Data for this task section start
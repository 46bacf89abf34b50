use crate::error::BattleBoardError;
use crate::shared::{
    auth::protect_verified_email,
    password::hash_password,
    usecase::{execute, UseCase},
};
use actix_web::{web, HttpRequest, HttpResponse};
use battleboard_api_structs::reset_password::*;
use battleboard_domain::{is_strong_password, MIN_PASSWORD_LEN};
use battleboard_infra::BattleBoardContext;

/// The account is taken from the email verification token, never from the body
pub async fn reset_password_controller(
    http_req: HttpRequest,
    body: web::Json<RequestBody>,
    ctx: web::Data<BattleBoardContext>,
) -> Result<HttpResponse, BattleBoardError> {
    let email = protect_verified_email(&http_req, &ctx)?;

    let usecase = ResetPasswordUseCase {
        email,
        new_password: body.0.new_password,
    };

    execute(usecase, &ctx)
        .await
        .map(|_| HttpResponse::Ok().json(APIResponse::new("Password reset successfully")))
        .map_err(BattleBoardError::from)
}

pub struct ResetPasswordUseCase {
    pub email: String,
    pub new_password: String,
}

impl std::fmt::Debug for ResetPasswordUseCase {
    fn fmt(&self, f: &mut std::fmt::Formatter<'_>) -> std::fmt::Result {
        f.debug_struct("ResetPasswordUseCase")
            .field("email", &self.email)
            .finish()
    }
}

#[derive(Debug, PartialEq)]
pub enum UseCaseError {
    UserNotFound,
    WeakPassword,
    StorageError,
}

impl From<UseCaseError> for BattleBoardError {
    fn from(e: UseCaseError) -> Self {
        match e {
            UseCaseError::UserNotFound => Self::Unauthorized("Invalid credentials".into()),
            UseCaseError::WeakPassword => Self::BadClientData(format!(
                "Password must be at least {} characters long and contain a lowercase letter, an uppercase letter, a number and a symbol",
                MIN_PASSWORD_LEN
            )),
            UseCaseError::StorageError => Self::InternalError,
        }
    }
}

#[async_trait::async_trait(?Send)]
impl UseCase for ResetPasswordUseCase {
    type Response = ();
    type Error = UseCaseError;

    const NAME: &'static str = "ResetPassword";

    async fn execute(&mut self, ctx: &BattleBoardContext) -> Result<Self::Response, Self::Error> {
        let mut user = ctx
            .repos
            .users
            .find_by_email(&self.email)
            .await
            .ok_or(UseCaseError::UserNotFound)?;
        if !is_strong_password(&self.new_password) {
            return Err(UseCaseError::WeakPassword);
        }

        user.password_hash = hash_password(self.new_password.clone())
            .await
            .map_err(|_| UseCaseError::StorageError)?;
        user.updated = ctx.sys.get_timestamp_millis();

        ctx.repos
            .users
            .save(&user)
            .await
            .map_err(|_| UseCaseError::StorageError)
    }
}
Data for this task section end
▸ Problem
For this exercise, restate each of the entries without any deviation.

▸ Answer to this task
repository 46bacf89abf34b50
use crate::error::BattleBoardError;
use crate::shared::{
    auth::protect_verified_email,
    password::hash_password,
    usecase::{execute, UseCase},
};
use actix_web::{web, HttpRequest, HttpResponse};
use battleboard_api_structs::reset_password::*;
use battleboard_domain::{is_strong_password, MIN_PASSWORD_LEN};
use battleboard_infra::BattleBoardContext;

/// The account is taken from the email verification token, never from the body
pub async fn reset_password_controller(
    http_req: HttpRequest,
    body: web::Json<RequestBody>,
    ctx: web::Data<BattleBoardContext>,
) -> Result<HttpResponse, BattleBoardError> {
    let email = protect_verified_email(&http_req, &ctx)?;

    let usecase = ResetPasswordUseCase {
        email,
        new_password: body.0.new_password,
    };

    execute(usecase, &ctx)
        .await
        .map(|_| HttpResponse::Ok().json(APIResponse::new("Password reset successfully")))
        .map_err(BattleBoardError::from)
}

pub struct ResetPasswordUseCase {
    pub email: String,
    pub new_password: String,
}

impl std::fmt::Debug for ResetPasswordUseCase {
    fn fmt(&self, f: &mut std::fmt::Formatter<'_>) -> std::fmt::Result {
        f.debug_struct("ResetPasswordUseCase")
            .field("email", &self.email)
            .finish()
    }
}

#[derive(Debug, PartialEq)]
pub enum UseCaseError {
    UserNotFound,
    WeakPassword,
    StorageError,
}

impl From<UseCaseError> for BattleBoardError {
    fn from(e: UseCaseError) -> Self {
        match e {
            UseCaseError::UserNotFound => Self::Unauthorized("Invalid credentials".into()),
            UseCaseError::WeakPassword => Self::BadClientData(format!(
                "Password must be at least {} characters long and contain a lowercase letter, an uppercase letter, a number and a symbol",
                MIN_PASSWORD_LEN
            )),
            UseCaseError::StorageError => Self::InternalError,
        }
    }
}

#[async_trait::async_trait(?Send)]
impl UseCase for ResetPasswordUseCase {
    type Response = ();
    type Error = UseCaseError;

    const NAME: &'static str = "ResetPassword";

    async fn execute(&mut self, ctx: &BattleBoardContext) -> Result<Self::Response, Self::Error> {
        let mut user = ctx
            .repos
            .users
            .find_by_email(&self.email)
            .await
            .ok_or(UseCaseError::UserNotFound)?;
        if !is_strong_password(&self.new_password) {
            return Err(UseCaseError::WeakPassword);
        }

        user.password_hash = hash_password(self.new_password.clone())
            .await
            .map_err(|_| UseCaseError::StorageError)?;
        user.updated = ctx.sys.get_timestamp_millis();

        ctx.repos
            .users
            .save(&user)
            .await
            .map_err(|_| UseCaseError::StorageError)
    }
}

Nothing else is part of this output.